Jeremy grins, tries to take another drink, but only ice cubes rattle against his lips. He sets the glass down with a bang. “I guess the best answer is that the Greeks and the religious nuts were right to separate the two. The brain could be viewed as a … well, a kind of electrochemical wavefront generator and interferometer all in one. But the mind … ah, the mind … that is something much more beautiful than that lump of gray
matter we call a brain.” Despite himself Jeremy is again thinking in terms of equations: sine waves dancing to Schrödinger’s elegant tune. Eternal but mutable sine waves.
Gail frowns again. “So there is a soul … some part of us that can survive death?” Gail’s parents, especially her mother, had been fundamentalists, and now her voice takes on that slightly querulous tone that always enters in when she discusses religious ideas. The idea of a smarmy little cherub of a soul winging its way toward eternal stasis in heaven is appalling to her.
It is Jeremy’s turn to frown. “Survive death? Well, no …” He is irritated at having to think in words once again. “If Goldmann’s work and my analysis of it are right and the personality is a complex wavefront, sort of a series of low-energy holograms interpreting reality, then the personality certainly couldn’t survive brain death. The template would be destroyed as well as the holographic generator. That intricate wavefront that’s us … and by intricate, Gail, well, my analysis shows more wave-particle variations than there are atoms in the universe … that holographic wavefront needs energy to support it just like everything else does. With brain death, the wavefront would collapse like a hot-air balloon without the hot air. Collapse, fragment, shred, and disappear.”

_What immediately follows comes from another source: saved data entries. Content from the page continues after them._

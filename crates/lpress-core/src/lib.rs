#![forbid(unsafe_code)]

//! Core: long-press disambiguation for pointer and touch input.
//!
//! # Role in lpress
//! `lpress-core` decides, from a live stream of mouse and single-finger touch
//! samples plus page scroll notifications, whether the user is tapping,
//! scrolling, or deliberately holding. It is deterministic and host-driven:
//! callers pass the current time into every operation and advance timers
//! explicitly.
//!
//! # Primary responsibilities
//! - **Sampling** ([`sample`]): collapse mouse and touch into one [`geometry::Point`],
//!   rejecting multi-touch; keep a five-sample velocity window.
//! - **Classification** ([`classifier`]): displacement and velocity checks.
//! - **Timers** ([`timer`]): cancellable virtual-time queue and the
//!   commit → hold cascade.
//! - **State machine** ([`engine`]): [`LongPressEngine`] and its lifecycle.
//!
//! # How it fits in the system
//! `lpress-web` wraps [`LongPressEngine`] with DOM-shaped handlers, the page
//! scroll listener lifecycle, and `preventDefault` decisions.

pub mod classifier;
pub mod config;
pub mod engine;
pub mod event;
pub mod geometry;
pub mod logging;
pub mod sample;
pub mod timer;

pub use config::{ConfigError, LongPressConfig};
pub use engine::{LongPressEngine, PressState, TrackingState};
pub use geometry::Point;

Gail smiles grimly. “Pleasant image,” she says softly.
Jeremy is not listening. His eyes have taken that slightly stigmatic look he gets when a thought is working him over. “But it’s not what happens to the wavefront when the brain dies that’s important,” he says in a tone that suggests his wife is one of his students. “It’s how this breakthrough … and by God, it is a breakthrough … it’s how this breakthrough applies to what you call our ability. To telepathy.”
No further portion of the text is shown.